# PROBLEM:
Look through the entries below and extract exactly the lines from the one containing "app_state.metrics = Some(Arc::new(prometheus_handle));" through the one containing "readiness_flag.store(true, Ordering::Release);", ends included.

# MATERIAL FOR THIS EXERCISE:
***

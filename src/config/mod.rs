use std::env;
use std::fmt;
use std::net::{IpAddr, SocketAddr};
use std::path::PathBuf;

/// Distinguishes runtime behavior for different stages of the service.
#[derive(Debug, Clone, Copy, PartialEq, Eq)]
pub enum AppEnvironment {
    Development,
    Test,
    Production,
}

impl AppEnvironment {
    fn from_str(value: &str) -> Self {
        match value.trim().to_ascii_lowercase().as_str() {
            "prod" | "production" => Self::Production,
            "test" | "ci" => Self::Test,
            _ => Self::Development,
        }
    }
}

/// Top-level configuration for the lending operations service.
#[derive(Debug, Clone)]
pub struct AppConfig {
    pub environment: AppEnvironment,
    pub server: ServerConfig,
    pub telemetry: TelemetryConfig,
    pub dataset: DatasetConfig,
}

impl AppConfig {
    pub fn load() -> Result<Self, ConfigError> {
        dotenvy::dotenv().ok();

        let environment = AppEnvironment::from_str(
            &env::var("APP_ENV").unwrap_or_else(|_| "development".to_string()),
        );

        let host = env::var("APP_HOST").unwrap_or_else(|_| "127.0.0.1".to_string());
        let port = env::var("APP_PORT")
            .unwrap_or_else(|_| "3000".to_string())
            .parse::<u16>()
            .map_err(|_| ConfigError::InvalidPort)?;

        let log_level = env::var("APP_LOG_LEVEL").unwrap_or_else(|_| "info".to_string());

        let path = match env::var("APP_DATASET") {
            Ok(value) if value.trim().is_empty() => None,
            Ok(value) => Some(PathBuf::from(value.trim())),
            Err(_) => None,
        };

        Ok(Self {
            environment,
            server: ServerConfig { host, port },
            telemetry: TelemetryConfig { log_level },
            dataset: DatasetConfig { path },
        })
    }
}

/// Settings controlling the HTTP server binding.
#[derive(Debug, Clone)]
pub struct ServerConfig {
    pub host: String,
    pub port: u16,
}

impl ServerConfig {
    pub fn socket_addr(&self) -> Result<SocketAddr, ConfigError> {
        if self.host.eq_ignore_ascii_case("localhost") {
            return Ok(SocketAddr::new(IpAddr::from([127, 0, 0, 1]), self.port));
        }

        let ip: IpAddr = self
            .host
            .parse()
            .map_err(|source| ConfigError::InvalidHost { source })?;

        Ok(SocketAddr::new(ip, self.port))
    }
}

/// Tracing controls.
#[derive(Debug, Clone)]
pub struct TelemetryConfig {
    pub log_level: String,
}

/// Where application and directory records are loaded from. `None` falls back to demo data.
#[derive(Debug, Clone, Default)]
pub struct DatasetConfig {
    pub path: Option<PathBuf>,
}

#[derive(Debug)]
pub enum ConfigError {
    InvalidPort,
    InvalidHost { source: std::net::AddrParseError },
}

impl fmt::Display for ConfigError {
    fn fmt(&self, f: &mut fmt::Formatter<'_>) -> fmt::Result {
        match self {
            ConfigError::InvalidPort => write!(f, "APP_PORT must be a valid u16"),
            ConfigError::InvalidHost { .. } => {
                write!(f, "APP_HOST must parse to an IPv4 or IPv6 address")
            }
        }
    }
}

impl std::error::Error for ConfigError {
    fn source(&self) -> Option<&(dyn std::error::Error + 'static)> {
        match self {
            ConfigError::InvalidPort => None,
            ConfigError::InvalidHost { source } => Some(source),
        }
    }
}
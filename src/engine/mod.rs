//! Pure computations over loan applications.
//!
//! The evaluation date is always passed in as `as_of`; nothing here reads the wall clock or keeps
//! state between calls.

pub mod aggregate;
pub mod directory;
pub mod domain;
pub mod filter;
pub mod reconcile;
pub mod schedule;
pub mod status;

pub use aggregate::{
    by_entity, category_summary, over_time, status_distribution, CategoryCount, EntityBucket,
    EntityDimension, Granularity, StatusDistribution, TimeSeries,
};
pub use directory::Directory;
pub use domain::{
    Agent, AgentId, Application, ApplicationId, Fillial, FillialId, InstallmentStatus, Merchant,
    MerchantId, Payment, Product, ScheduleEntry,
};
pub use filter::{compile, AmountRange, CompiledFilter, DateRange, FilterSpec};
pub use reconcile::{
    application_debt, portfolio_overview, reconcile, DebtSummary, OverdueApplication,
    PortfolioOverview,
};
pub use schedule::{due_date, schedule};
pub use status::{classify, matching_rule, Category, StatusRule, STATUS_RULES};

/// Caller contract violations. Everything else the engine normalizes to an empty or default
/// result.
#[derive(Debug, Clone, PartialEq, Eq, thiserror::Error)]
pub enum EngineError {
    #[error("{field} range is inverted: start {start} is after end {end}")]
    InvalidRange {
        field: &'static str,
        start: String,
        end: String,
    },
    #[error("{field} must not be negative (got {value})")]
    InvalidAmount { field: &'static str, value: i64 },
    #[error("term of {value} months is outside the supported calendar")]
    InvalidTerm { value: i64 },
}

***

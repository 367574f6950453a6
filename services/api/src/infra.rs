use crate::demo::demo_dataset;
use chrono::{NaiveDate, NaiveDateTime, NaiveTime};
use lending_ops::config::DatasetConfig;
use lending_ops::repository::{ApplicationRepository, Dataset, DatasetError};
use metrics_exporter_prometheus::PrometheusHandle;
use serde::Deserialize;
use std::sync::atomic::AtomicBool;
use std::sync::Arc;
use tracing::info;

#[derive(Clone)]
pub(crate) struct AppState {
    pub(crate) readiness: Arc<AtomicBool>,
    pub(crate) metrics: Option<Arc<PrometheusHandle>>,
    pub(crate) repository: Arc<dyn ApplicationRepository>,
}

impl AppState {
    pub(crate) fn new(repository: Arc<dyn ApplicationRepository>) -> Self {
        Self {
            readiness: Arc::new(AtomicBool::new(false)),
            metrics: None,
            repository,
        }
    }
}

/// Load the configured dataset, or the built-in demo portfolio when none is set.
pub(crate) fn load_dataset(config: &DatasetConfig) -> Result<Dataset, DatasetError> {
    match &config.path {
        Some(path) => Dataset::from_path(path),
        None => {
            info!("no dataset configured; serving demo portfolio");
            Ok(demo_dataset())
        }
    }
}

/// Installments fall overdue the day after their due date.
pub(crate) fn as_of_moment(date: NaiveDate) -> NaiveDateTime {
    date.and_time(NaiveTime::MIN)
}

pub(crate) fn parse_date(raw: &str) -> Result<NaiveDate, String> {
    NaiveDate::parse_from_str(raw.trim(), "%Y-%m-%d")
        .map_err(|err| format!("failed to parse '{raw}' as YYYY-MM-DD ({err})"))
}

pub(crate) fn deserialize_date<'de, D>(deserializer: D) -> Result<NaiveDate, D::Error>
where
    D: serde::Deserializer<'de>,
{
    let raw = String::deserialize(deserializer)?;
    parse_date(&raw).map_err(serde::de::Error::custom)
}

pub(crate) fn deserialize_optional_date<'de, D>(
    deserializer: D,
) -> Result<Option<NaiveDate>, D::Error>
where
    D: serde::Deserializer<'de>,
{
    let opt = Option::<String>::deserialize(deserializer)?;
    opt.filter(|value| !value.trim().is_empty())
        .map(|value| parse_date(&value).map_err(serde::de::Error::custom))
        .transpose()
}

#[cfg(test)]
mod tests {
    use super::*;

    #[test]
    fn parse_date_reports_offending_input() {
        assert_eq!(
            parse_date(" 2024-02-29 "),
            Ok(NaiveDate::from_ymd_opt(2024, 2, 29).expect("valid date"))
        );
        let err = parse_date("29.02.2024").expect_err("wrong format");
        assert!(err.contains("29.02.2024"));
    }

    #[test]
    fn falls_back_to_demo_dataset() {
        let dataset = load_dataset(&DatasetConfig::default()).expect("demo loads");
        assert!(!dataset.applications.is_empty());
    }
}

***

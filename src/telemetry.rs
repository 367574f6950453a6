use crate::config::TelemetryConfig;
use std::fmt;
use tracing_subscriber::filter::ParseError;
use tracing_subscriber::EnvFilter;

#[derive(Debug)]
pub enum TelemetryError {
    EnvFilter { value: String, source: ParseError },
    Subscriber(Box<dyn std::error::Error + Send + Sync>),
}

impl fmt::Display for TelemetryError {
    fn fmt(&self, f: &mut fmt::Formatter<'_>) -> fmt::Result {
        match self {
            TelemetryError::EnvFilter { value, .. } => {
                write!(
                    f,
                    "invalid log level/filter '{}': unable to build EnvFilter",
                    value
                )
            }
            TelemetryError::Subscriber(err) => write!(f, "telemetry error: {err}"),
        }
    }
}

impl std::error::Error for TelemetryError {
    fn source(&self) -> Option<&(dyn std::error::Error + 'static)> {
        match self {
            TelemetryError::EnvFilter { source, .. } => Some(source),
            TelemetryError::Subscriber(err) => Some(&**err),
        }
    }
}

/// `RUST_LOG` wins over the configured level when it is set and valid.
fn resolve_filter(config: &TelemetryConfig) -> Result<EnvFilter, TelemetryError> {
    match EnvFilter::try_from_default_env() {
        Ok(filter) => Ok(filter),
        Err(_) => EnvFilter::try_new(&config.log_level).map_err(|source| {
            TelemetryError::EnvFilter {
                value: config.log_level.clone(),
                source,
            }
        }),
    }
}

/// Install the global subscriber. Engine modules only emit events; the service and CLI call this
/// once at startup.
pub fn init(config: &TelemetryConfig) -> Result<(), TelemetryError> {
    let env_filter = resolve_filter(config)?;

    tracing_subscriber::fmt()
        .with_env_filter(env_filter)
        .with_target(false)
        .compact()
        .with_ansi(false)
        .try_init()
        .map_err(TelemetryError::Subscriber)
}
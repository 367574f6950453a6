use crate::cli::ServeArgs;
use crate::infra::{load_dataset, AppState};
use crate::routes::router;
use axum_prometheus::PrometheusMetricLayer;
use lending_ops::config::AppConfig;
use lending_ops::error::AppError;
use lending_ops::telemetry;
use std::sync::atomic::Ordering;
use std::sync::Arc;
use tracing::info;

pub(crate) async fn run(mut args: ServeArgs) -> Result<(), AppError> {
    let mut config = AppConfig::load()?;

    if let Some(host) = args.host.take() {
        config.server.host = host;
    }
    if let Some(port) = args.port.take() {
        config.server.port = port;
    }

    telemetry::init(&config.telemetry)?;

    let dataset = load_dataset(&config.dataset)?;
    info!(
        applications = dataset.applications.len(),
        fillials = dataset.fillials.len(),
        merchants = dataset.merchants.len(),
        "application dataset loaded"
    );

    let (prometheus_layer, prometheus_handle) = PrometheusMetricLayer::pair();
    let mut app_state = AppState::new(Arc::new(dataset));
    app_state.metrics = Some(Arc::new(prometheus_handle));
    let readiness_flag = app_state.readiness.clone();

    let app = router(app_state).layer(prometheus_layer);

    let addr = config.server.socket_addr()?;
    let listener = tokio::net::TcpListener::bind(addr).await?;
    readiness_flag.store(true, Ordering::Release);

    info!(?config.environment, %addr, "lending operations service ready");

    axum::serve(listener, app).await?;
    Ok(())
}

***

# SOLVED PROBLEM:
    app_state.metrics = Some(Arc::new(prometheus_handle));
    let readiness_flag = app_state.readiness.clone();

    let app = router(app_state).layer(prometheus_layer);

    let addr = config.server.socket_addr()?;
    let listener = tokio::net::TcpListener::bind(addr).await?;
    readiness_flag.store(true, Ordering::Release);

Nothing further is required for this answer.